> _WHAT THE TASK REQUIRES_:
Work out how many lines below hold the string "current" and state only that figure.

> _SOURCE DATA_:
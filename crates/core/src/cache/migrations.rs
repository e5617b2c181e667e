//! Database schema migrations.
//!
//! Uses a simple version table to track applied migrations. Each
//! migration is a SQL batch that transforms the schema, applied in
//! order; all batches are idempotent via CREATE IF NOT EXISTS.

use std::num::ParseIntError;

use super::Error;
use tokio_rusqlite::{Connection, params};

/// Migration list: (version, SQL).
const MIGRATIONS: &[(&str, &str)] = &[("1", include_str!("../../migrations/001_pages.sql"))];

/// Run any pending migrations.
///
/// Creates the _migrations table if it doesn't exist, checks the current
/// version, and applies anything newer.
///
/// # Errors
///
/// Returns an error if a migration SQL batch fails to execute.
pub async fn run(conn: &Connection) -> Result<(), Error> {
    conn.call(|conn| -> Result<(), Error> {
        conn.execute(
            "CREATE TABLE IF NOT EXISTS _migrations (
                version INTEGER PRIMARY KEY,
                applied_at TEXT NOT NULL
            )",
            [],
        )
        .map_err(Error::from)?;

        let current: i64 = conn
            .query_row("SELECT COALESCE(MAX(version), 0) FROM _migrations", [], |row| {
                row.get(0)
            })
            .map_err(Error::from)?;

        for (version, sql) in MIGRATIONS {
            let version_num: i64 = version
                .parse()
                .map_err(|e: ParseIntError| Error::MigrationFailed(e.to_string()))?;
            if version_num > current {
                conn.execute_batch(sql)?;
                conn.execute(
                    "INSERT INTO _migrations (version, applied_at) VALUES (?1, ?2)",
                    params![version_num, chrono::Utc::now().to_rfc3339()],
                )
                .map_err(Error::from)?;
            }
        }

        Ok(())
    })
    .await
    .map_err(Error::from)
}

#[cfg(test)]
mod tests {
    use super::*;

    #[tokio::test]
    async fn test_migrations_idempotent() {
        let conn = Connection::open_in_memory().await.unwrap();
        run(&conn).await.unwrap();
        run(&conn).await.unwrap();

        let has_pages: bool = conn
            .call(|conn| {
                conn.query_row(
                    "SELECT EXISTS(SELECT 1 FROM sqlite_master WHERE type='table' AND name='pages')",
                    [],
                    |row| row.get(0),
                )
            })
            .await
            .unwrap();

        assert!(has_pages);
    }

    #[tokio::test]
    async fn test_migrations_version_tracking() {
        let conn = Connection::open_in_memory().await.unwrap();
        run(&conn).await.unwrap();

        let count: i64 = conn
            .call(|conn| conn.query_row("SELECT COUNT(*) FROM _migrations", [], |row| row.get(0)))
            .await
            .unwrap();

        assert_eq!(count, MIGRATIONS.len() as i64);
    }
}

> _WRITTEN RESPONSE_:
3